── INPUT FOR THIS TASK
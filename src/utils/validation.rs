use crate::utils::error::{DashError, Result};

pub trait Validate {
    fn validate(&self) -> Result<()>;
}

pub fn validate_path(field_name: &str, path: &str) -> Result<()> {
    if path.is_empty() {
        return Err(DashError::InvalidConfigValueError {
            field: field_name.to_string(),
            value: path.to_string(),
            reason: "Path cannot be empty".to_string(),
        });
    }

    if path.contains('\0') {
        return Err(DashError::InvalidConfigValueError {
            field: field_name.to_string(),
            value: path.to_string(),
            reason: "Path contains null bytes".to_string(),
        });
    }

    Ok(())
}

pub fn validate_required_field<'a, T>(field_name: &str, value: &'a Option<T>) -> Result<&'a T> {
    value.as_ref().ok_or_else(|| DashError::MissingConfigError {
        field: field_name.to_string(),
    })
}

pub fn validate_non_empty_string(field_name: &str, value: &str) -> Result<()> {
    if value.trim().is_empty() {
        return Err(DashError::InvalidConfigValueError {
            field: field_name.to_string(),
            value: value.to_string(),
            reason: "Value cannot be empty or whitespace-only".to_string(),
        });
    }
    Ok(())
}

pub fn validate_range<T: PartialOrd + std::fmt::Display + Copy>(
    field_name: &str,
    value: T,
    min: T,
    max: T,
) -> Result<()> {
    if value < min || value > max {
        return Err(DashError::InvalidConfigValueError {
            field: field_name.to_string(),
            value: value.to_string(),
            reason: format!("Value must be between {} and {}", min, max),
        });
    }
    Ok(())
}
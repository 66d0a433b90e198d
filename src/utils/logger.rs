use tracing_subscriber::{layer::SubscriberExt, util::SubscriberInitExt, EnvFilter};

fn default_filter(verbose: bool) -> EnvFilter {
    EnvFilter::try_from_default_env().unwrap_or_else(|_| {
        if verbose {
            EnvFilter::new("vibe_dash=debug,info")
        } else {
            EnvFilter::new("vibe_dash=info")
        }
    })
}

pub fn init_cli_logger(verbose: bool) {
    tracing_subscriber::registry()
        .with(default_filter(verbose))
        .with(
            tracing_subscriber::fmt::layer()
                .with_writer(std::io::stderr)
                .with_target(false)
                .with_thread_ids(false)
                .with_file(false)
                .with_line_number(false)
                .compact(),
        )
        .init();
}

/// JSON lines on stderr, for CI runners that ingest structured logs.
pub fn init_json_logger(verbose: bool) {
    tracing_subscriber::registry()
        .with(default_filter(verbose))
        .with(
            tracing_subscriber::fmt::layer()
                .with_writer(std::io::stderr)
                .with_target(false)
                .with_thread_ids(false)
                .with_file(false)
                .with_line_number(false)
                .json(),
        )
        .init();
}
pub mod dashboard;
pub mod feed_loader;
pub mod stylesheet;
pub mod theme;

pub use crate::domain::ports::Storage;
pub use crate::utils::error::Result;
pub use dashboard::{Dashboard, DashboardFeeds, Provenance};
pub use feed_loader::{FeedDescriptor, FeedLoader, FeedResult, FeedSource};
pub use theme::{derive_theme, SceneInputs, StyleBundle, ThemeDeriver};
pub mod adapters;
pub mod config;
pub mod core;
pub mod domain;
pub mod utils;

pub use adapters::LocalStorage;
#[cfg(feature = "cli")]
pub use config::CliArgs;
pub use config::DashConfig;

pub use core::{
    derive_theme, Dashboard, DashboardFeeds, FeedDescriptor, FeedLoader, FeedResult, FeedSource,
    SceneInputs, StyleBundle, ThemeDeriver,
};
pub use utils::error::{DashError, Result};
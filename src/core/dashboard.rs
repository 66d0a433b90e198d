//! Loads every feed the dashboard shows and pairs it with a derived theme.

use crate::config::toml_config::DashConfig;
use crate::core::feed_loader::{FeedDescriptor, FeedLoader, FeedResult, FeedSource};
use crate::core::theme::{SceneInputs, StyleBundle, ThemeDeriver, ThemeTable};
use crate::domain::model::{
    AutomationStatus, CommunityFeed, CuratedEntry, CuratedFeed, Headline, LegacyData, Listing,
    NewsFeed, PriceFeed, WeatherReport, WorkflowRun,
};
use crate::domain::ports::Storage;
use crate::utils::error::Result;
use chrono::{DateTime, TimeZone};
use serde::Serialize;
use std::path::PathBuf;

pub const MAX_HEADLINES: usize = 5;
pub const MAX_WORKFLOWS: usize = 5;
pub const MAX_AGENTS: usize = 3;
pub const MAX_LISTINGS: usize = 8;

#[derive(Debug, Clone, Serialize)]
pub struct DashboardFeeds {
    pub weather: FeedResult<WeatherReport>,
    pub news: FeedResult<NewsFeed>,
    pub prices: FeedResult<PriceFeed>,
    pub curated: FeedResult<CuratedFeed>,
    pub community: FeedResult<CommunityFeed>,
    pub workflow_runs: FeedResult<Vec<WorkflowRun>>,
}

#[derive(Debug, Clone, PartialEq, Eq, Serialize)]
pub struct Provenance {
    pub name: String,
    pub source: FeedSource,
    pub ok: bool,
    pub path: Option<PathBuf>,
}

impl<T> From<&FeedResult<T>> for Provenance {
    fn from(result: &FeedResult<T>) -> Self {
        Self {
            name: result.name.clone(),
            source: result.source.clone(),
            ok: result.ok,
            path: result.path.clone(),
        }
    }
}

impl DashboardFeeds {
    pub fn load<S: Storage>(loader: &FeedLoader<S>, config: &DashConfig) -> Self {
        let feeds = &config.feeds;

        let legacy = config.legacy_path().map(|path| {
            loader.load(&FeedDescriptor::new("legacy", path, LegacyData::default()))
        });
        let legacy = legacy.map(|result| result.value).unwrap_or_default();

        let news = loader
            .load(&feeds.news.descriptor("news", NewsFeed::default()))
            .map(|feed| merge_news(feed, &legacy));
        let curated = loader
            .load(&feeds.curated.descriptor("curated", CuratedFeed::default()))
            .map(|feed| merge_curated(feed, &legacy));

        let loaded = Self {
            weather: loader.load(&feeds.weather.descriptor("weather", WeatherReport::default())),
            news,
            prices: loader.load(&feeds.prices.descriptor("prices", PriceFeed::default())),
            curated,
            community: loader.load(&feeds.community.descriptor("community", CommunityFeed::default())),
            workflow_runs: loader.load(&feeds.workflow_runs.descriptor("workflow_runs", Vec::new())),
        };

        let defaulted: Vec<String> = loaded
            .provenance()
            .into_iter()
            .filter(|p| !p.ok)
            .map(|p| p.name)
            .collect();
        if defaulted.is_empty() {
            tracing::info!("All feeds loaded");
        } else {
            tracing::warn!("Feeds using defaults: {}", defaulted.join(", "));
        }
        loaded
    }

    pub fn provenance(&self) -> Vec<Provenance> {
        vec![
            Provenance::from(&self.weather),
            Provenance::from(&self.news),
            Provenance::from(&self.prices),
            Provenance::from(&self.curated),
            Provenance::from(&self.community),
            Provenance::from(&self.workflow_runs),
        ]
    }

    pub fn headlines(&self) -> &[Headline] {
        capped(self.news.value.headlines.as_deref().unwrap_or_default(), MAX_HEADLINES)
    }

    pub fn featured_workflows(&self) -> &[CuratedEntry] {
        capped(
            self.curated.value.featured_workflows.as_deref().unwrap_or_default(),
            MAX_WORKFLOWS,
        )
    }

    pub fn featured_agents(&self) -> &[CuratedEntry] {
        capped(
            self.curated.value.featured_agents.as_deref().unwrap_or_default(),
            MAX_AGENTS,
        )
    }

    pub fn listings(&self) -> &[Listing] {
        capped(&self.community.value.community_listings, MAX_LISTINGS)
    }

    pub fn automation_status(&self) -> AutomationStatus {
        AutomationStatus::from_runs(&self.workflow_runs.value)
    }

    /// Theme inputs from the weather feed plus the caller's clock.
    pub fn scene_inputs_at<Tz: TimeZone>(&self, time: &DateTime<Tz>) -> SceneInputs {
        let weather = &self.weather.value;
        let temperature = weather
            .temperature
            .as_ref()
            .map(|reading| reading.to_string())
            .unwrap_or_else(|| "unknown".to_string());
        let condition = weather.condition.clone().unwrap_or_else(|| "unknown".to_string());
        SceneInputs::at(time, temperature, condition)
    }
}

fn capped<T>(items: &[T], max: usize) -> &[T] {
    &items[..items.len().min(max)]
}

/// Fills fields the current news document lacks from the legacy document.
/// A present field is never replaced.
pub fn merge_news(mut current: NewsFeed, legacy: &LegacyData) -> NewsFeed {
    if current.headlines.is_none() {
        current.headlines = legacy.nytimes_headlines.clone();
    }
    if current.last_updated.is_none() {
        current.last_updated = legacy.last_updated.clone();
    }
    current
}

/// Same rule as [`merge_news`], against the legacy `glif` section.
pub fn merge_curated(mut current: CuratedFeed, legacy: &LegacyData) -> CuratedFeed {
    let Some(old) = legacy.glif.as_ref() else {
        return current;
    };
    if current.featured_workflows.is_none() {
        current.featured_workflows = old.featured_workflows.clone();
    }
    if current.featured_agents.is_none() {
        current.featured_agents = old.featured_agents.clone();
    }
    if current.last_updated.is_none() {
        current.last_updated = old.last_updated.clone();
    }
    current
}

/// Builds the deriver for `config`: the configured table, resolved against
/// the base directory, or the built-in one.
pub fn theme_deriver(config: &DashConfig) -> Result<ThemeDeriver> {
    let Some(table) = &config.theme.table else {
        return Ok(ThemeDeriver::default());
    };
    let path = config.base_dir().join(table);
    tracing::info!("Loading theme table from {}", path.display());
    Ok(ThemeDeriver::new(ThemeTable::from_file(&path)?))
}

/// Feeds, their summary and the derived theme: what presentation needs.
#[derive(Debug, Clone, Serialize)]
pub struct Dashboard {
    pub provenance: Vec<Provenance>,
    pub feeds: DashboardFeeds,
    pub automation: AutomationStatus,
    pub style: StyleBundle,
}

impl Dashboard {
    pub fn compose<Tz: TimeZone>(
        feeds: DashboardFeeds,
        deriver: &ThemeDeriver,
        time: &DateTime<Tz>,
    ) -> Self {
        let style = deriver.derive(&feeds.scene_inputs_at(time));
        Self {
            provenance: feeds.provenance(),
            automation: feeds.automation_status(),
            feeds,
            style,
        }
    }
}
────
PROBLEM TO WORK ON
Report the number of lines in the records above that contain "reason", with no other text.

SOLUTION TO THIS EXERCISE
4